Two Elasticsearch indices are created:

  • platform-monitoring-[YYYY.MM.DD]: to store all event ordered by timestamp
  • platform-monitoring-current: to only keep the latest events (by service)

The first keyword in the name field is used as a prefix for the technology dedicated fields (e.g. elasticsearch, kafka, zookeeper, ...).

{
  "@timestamp": "2019-06-25T06:58:35.815Z",
  "health_code": 1,
  "health_name": "green",
  "platform.id": "punchplatform-primary",
  "name": "elasticsearch.cluster",
  "type": "platform",
  "elasticsearch": {
    ...
  }
}

Here are the fields shared by all metric events:

  • @timestamp (date)

    Timestamp of the event generation.

  • health_code (integer)

    Define the service health status based on a digit.

    values: 0 (unknown), 1 (green), 2 (yellow), 3 (red)

  • health_name (string)

    Define the service health status with a human readable name.

    values: unknown, green, yellow, red

  • platform.id (string)

    The platform unique identifier defined in the platform properties.

  • name (string)

    The metrics name identifier

  • type (string)

    From where the metric is coming, always set to "platform" in this case.

Platform Health index

The platform-health-* index stores an aggregate overview of the platform health. There is only one kind of document inserted, an example can be found below. The document structure has been designed to be as close as possible to the punchplatform.properties.

Note

This document is especially useful to monitor the platform with an external automated tool (like nagios), refer to the monitoring guide to learn more about it.

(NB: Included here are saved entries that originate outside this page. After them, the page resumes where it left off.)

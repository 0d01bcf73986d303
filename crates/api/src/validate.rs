// Path: crates/api/src/validate.rs

//! The pluggable transaction validator consulted by the mempool.

use gitmesh_types::error::MempoolError;
use gitmesh_types::tx::Transaction;

/// Options threaded through a validation run.
#[derive(Debug, Clone, Copy, Default)]
pub struct ValidateOptions {
    /// When set, the validator must tolerate nonces further than one above
    /// the account nonce: the pool will legitimately park such transactions
    /// in the nonce-gap cache.
    pub allow_nonce_gap: bool,
}

/// Full transaction validation: signature, structure, and consistency
/// against chain state.
///
/// Implementations must not re-enter the mempool: the pool mutex is held
/// across validation during admission.
pub trait TxValidator: Send + Sync {
    /// Validates `tx`, returning the first failure.
    fn validate_tx(&self, tx: &Transaction, opts: ValidateOptions) -> Result<(), MempoolError>;
}
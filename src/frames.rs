/*!
 * Panic Frame Reporting
 * Bounded stack walk formatted when a guarded call recovers a panic
 */

use std::fmt::Write as _;

/// Upper bound on walked frames
const MAX_FRAMES: usize = 32;

/// Frames skipped above the recovery point (the walk machinery itself)
const SKIP_FRAMES: usize = 3;

/// Format up to [`MAX_FRAMES`] resolvable frames of the current stack,
/// starting [`SKIP_FRAMES`] above the caller.
///
/// Diagnostic only: the walk ends at the first frame whose symbol cannot
/// be resolved, which is treated as natural termination rather than an
/// error.
pub(crate) fn capture() -> String {
    let mut report = String::new();
    let mut index = 0usize;

    backtrace::trace(|frame| {
        index += 1;
        if index <= SKIP_FRAMES {
            return true;
        }
        if index > SKIP_FRAMES + MAX_FRAMES {
            return false;
        }

        let mut resolved = false;
        backtrace::resolve_frame(frame, |symbol| {
            if let Some(name) = symbol.name() {
                resolved = true;
                let _ = write!(report, "  at {}", name);
                if let (Some(file), Some(line)) = (symbol.filename(), symbol.lineno()) {
                    let _ = write!(report, " ({}:{})", file.display(), line);
                }
                report.push('\n');
            }
        });

        resolved
    });

    report
}
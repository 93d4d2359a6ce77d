/*!
 * Process-Wide Default Instance
 * Lazily created global coordinator and the free functions bound to it
 */

use crate::config::Config;
use crate::coordinator::Coordinator;
use crate::types::{CoordinatorError, CoordinatorResult};
use std::fmt;
use std::sync::OnceLock;

static GLOBAL: OnceLock<Coordinator> = OnceLock::new();

/// Install the process-wide coordinator with a custom configuration.
///
/// Must run before any other free function in this module; once the
/// default instance exists the configuration is fixed for the process
/// lifetime.
pub fn init(config: Config) -> CoordinatorResult<()> {
    let coordinator = Coordinator::new(config)?;
    GLOBAL
        .set(coordinator)
        .map_err(|_| CoordinatorError::AlreadyInitialized)
}

/// The process-wide coordinator, created with [`Config::default`] on
/// first use.
pub fn global() -> &'static Coordinator {
    GLOBAL.get_or_init(|| {
        Coordinator::new(Config::default())
            .expect("default signal set subscription cannot fail")
    })
}

/// Register an interrupt-style cleanup callback on the process-wide
/// coordinator. See [`Coordinator::bind_interrupt`].
pub fn bind_interrupt<F>(callback: F)
where
    F: FnOnce() + Send + 'static,
{
    global().bind_interrupt(callback);
}

/// Register a quit-style cleanup callback on the process-wide
/// coordinator. See [`Coordinator::bind_quit`].
pub fn bind_quit<F>(callback: F)
where
    F: FnOnce() + Send + 'static,
{
    global().bind_quit(callback);
}

/// Request graceful shutdown with the success exit code; blocks until
/// teardown completes. See [`Coordinator::close`].
pub fn close() {
    global().close();
}

/// Log a failure message and shut down with the error exit code; blocks
/// until teardown completes. See [`Coordinator::fatal`]; the `fatal!`
/// macro is the format-capable form.
pub fn fatal(message: fmt::Arguments<'_>) {
    global().fatal(message);
}

/// Request shutdown with an explicit code. See [`Coordinator::exit`].
pub fn exit(code: i32) {
    global().exit(code);
}

/// Run `target` on the process-wide coordinator, funneling errors and
/// panics into the error path. See [`Coordinator::guarded`].
pub fn guarded<F, E>(target: F, logging: bool)
where
    F: FnOnce() -> Result<(), E>,
    E: fmt::Display,
{
    global().guarded(target, logging);
}

/// Block the calling thread until teardown completion. See
/// [`Coordinator::hold`].
pub fn hold() {
    global().hold();
}

/// Log a formatted failure message through the process-wide coordinator
/// and shut down with the error exit code.
///
/// ```no_run
/// teardown::fatal!("disk full on {}", "/var/lib/db");
/// ```
#[macro_export]
macro_rules! fatal {
    ($($arg:tt)*) => {
        $crate::global::fatal(::core::format_args!($($arg)*))
    };
}
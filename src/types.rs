/*!
 * Coordinator Types
 * Shutdown triggers, result alias, and error definitions
 */

use thiserror::Error;

/// Coordinator operation result
pub type CoordinatorResult<T> = Result<T, CoordinatorError>;

/// Coordinator errors
#[derive(Error, Debug)]
pub enum CoordinatorError {
    #[error("signal subscription failed: {0}")]
    SignalSubscription(#[from] std::io::Error),

    #[error("process-wide coordinator already installed")]
    AlreadyInitialized,

    #[error("invalid configuration: {0}")]
    InvalidConfig(String),
}

/// Source of a shutdown request.
///
/// The trigger that wins the race into the teardown sequence determines
/// which callback list runs and which exit code the process terminates
/// with. Exactly one trigger wins per process lifetime.
#[derive(Debug, Clone, Copy, PartialEq, Eq, Hash)]
pub enum Trigger {
    /// Interrupt-style signal (SIGINT, Ctrl+C)
    Interrupt,
    /// Quit-style signal (SIGQUIT, Ctrl+\)
    Quit,
    /// Any other subscribed termination signal (SIGHUP, SIGTERM, SIGABRT)
    Generic,
    /// Explicit graceful close request
    Close,
    /// Failure report, error from a guarded call, or recovered panic
    Error,
}
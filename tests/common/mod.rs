/*!
 * Common test utilities for the fragtrans test suite
 */

use anyhow::Result;
use std::fs;
use std::path::{Path, PathBuf};
use std::sync::Arc;
use tempfile::TempDir;

use fragtrans::app_config::Config;
use fragtrans::tool::{MockReply, MockRunner};
use fragtrans::translation::{RawItem, TranslationItem};
use fragtrans::{Controller, TranslateRequest};

/// Route library logs to the test output; safe to call repeatedly
pub fn init_logging() {
    let _ = env_logger::builder().is_test(true).try_init();
}

/// Creates a temporary directory for test files
pub fn create_temp_dir() -> Result<TempDir> {
    Ok(TempDir::new()?)
}

/// Creates a test file with the given content in the specified directory
pub fn create_test_file(dir: &Path, filename: &str, content: &str) -> Result<PathBuf> {
    let file_path = dir.join(filename);
    fs::write(&file_path, content)?;
    Ok(file_path)
}

/// Controller over a shared mock runner, so tests can inspect call counts
pub fn mock_controller(runner: MockRunner) -> (Controller, Arc<MockRunner>) {
    mock_controller_with_config(Config::default(), runner)
}

pub fn mock_controller_with_config(config: Config, runner: MockRunner) -> (Controller, Arc<MockRunner>) {
    let runner = Arc::new(runner);
    let controller = Controller::with_runner(config, runner.clone()).unwrap();
    (controller, runner)
}

/// Request for `(id, text)` pairs into `target`
pub fn request(target: &str, items: &[(&str, &str)]) -> TranslateRequest {
    TranslateRequest::new(
        target,
        items.iter().map(|(id, text)| RawItem::new(Some(id), text)).collect(),
    )
}

/// Normalized items, as the extractor sees them
pub fn batch(items: &[(&str, &str)]) -> Vec<TranslationItem> {
    items
        .iter()
        .map(|(id, text)| TranslationItem {
            id: id.to_string(),
            text: text.to_string(),
        })
        .collect()
}

/// Tool stdout answering with the given `(id, translatedText)` rows
pub fn results_json(rows: &[(&str, &str)]) -> MockReply {
    let rows: Vec<serde_json::Value> = rows
        .iter()
        .map(|(id, text)| serde_json::json!({ "id": id, "translatedText": text }))
        .collect();
    MockReply::Stdout(serde_json::json!({ "results": rows }).to_string())
}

A new metric is added every 10 seconds with the current platform state.

{
  "@timestamp": "2019-06-10T13:00:04.300Z",
  "storm": {
    "health_code": 1,
    "health_name": "green",
    "clusters": {
      "main": {
        "nimbus": {
          "hosts": {
            "punch-elitebook": {
              "health_code": 1,
              "health_name": "green"
            }
          }
        },
        "health_code": 1,
        "health_name": "green",
        "supervisor": {
          "hosts": {
            "punch-elitebook": {
              "health_code": 1,
              "health_name": "green"
            }
          }
        }
      }
    }
  },
  "elasticsearch": {
    "health_code": 1,
    "health_name": "green",
    "clusters": {
      "es_search": {
        "health_code": 1,
        "health_name": "green"
      }
    }
  },
  "zookeeper": {
    "health_code": 1,
    "health_name": "green",
    "clusters": {
      "common": {
        "health_code": 1,
        "hosts": {
          "localhost": {
            "health_code": 1,
            "health_name": "green"
          },
          "punch-elitebook": {
            "health_code": 1,
            "health_name": "green"
          }
        },
        "health_name": "green"
      }
    }
  },
  "spark": {
    "health_code": 1,
    "health_name": "green",
    "clusters": {
      "spark_main": {
        "health_code": 1,
        "health_name": "green",
        "worker": {
          "hosts": {
            "localhost": {
              "health_code": 1,
              "health_name": "green"
            }
          }
        },
        "master": {
          "hosts": {
            "localhost": {
              "health_code": 1,
              "health_name": "green"
            }
          }
        }
      }
    }
  },
  "kafka": {
    "health_code": 1,
    "health_name": "green",
    "clusters": {
      "local": {
        "brokers": {
          "0": {
            "health_code": 1,
            "health_name": "green"
          }
        },
        "health_code": 1,
        "health_name": "green"
      }
    }
  },
  "shiva": {
    "health_code": 1,
    "health_name": "green",
    "clusters": {
      "common": {
        "health_code": 1,
        "health_name": "green"
      }
    }
  },
  "platform": {
    "health_code": 1,
    "health_name": "green"
  }
}

Platform Logs index

The platform-logs-* index contains operator events and jobs lifecycle on the platform.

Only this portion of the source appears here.